Et voici l’impression en quelque sorte matérielle, survivant à chaque apparition : ma chair se séparait du quartier, ma personnalité se retirait d’un milieu qui n’était pas le sien, je retournais par aspiration naturelle vers ma classe d’origine.

Dans une rue, j’ai été offusquée de la teinte uniformément rousse des devantures de boutiques, ce rouge de vieux sang me crispait ; j’ai voulu me planter devant les affiches du concert Mélino, j’ai lu tout haut des noms d’acteurs… la petite Irma… Soudain, j’ai eu la vision de la petite Doré : je la rencontrais, avec un cabas au bras où se dissimulait à moitié une bouteille contenant un liquide verdâtre.

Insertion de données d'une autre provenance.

use rand::{Rng, rng};

/// Generate random bytes for handshake payloads
pub fn generate_random_bytes(len: usize) -> Vec<u8> {
    let mut bytes = vec![0u8; len];
    rng().fill_bytes(&mut bytes);
    bytes
}

/// Generate a 32 digit upper-case hex name, used when no stream name is configured
pub fn generate_stream_name() -> String {
    generate_random_bytes(16)
        .iter()
        .map(|byte| format!("{:02X}", byte))
        .collect()
}
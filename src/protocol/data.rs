use crate::{Error, Result};
use crate::amf::{Amf0Value, Amf0Encoder, Amf0Decoder};
use crate::protocol::constants::*;
use crate::protocol::packet::RtmpPacket;
use crate::ByteBuffer;

#[derive(Debug, Clone, PartialEq)]
pub struct RtmpData {
    pub data_type: String,
    pub values: Vec<Amf0Value>,
}

impl RtmpData {
    /// Create new data message
    pub fn new(data_type: impl Into<String>) -> Self {
        RtmpData {
            data_type: data_type.into(),
            values: Vec::new(),
        }
    }

    /// Create `@setDataFrame` carrying an `onMetaData` object
    pub fn set_data_frame(metadata: Amf0Value) -> Self {
        let mut data = RtmpData::new("@setDataFrame");
        data.values.push(Amf0Value::string("onMetaData"));
        data.values.push(metadata);
        data
    }

    /// Encode data message to bytes
    pub fn encode(&self) -> Result<Vec<u8>> {
        let mut encoder = Amf0Encoder::new();

        // Encode data type
        encoder.encode(&Amf0Value::String(self.data_type.clone()))?;

        // Encode values
        for value in &self.values {
            encoder.encode(value)?;
        }

        Ok(encoder.into_bytes())
    }

    /// Wrap the encoded data in a type 18 message
    pub fn to_packet(&self, message_stream_id: u32) -> Result<RtmpPacket> {
        Ok(RtmpPacket::with_payload(MSG_TYPE_DATA_AMF0, 0, message_stream_id, self.encode()?))
    }

    /// Decode data message from bytes
    pub fn decode(data: &[u8]) -> Result<Self> {
        let mut buffer = ByteBuffer::from_slice(data);
        let mut decoder = Amf0Decoder::new(&mut buffer);

        // Decode data type
        let type_val = decoder.decode()?;
        let data_type = type_val.as_string()
            .ok_or_else(|| Error::amf_decode("Data type must be string"))?
            .to_string();

        // Decode remaining values
        let mut values = Vec::new();
        while decoder.has_remaining() {
            values.push(decoder.decode()?);
        }

        Ok(RtmpData {
            data_type,
            values,
        })
    }
}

— Qu’est-ce que tu apportes là ?

— Du lait, Rose.

Elle ajoutait tout bas : « Quatre sous de lait pour eux cinq, il n’y en aura pas assez pour les faire dormir ; quatre sous d’absinthe, y en aura assez… Dodo, l’enfant do… » Et elle sortait la langue avec un air si contrarié d’être obligée de mentir, puisque sa maman le lui avait recommandé, elle inclinait si gracieusement sa mignonne tête d’enfant obéissante, que je me penchais du même mouvement… C’était le vertige ! vite, vite, j’ai marché…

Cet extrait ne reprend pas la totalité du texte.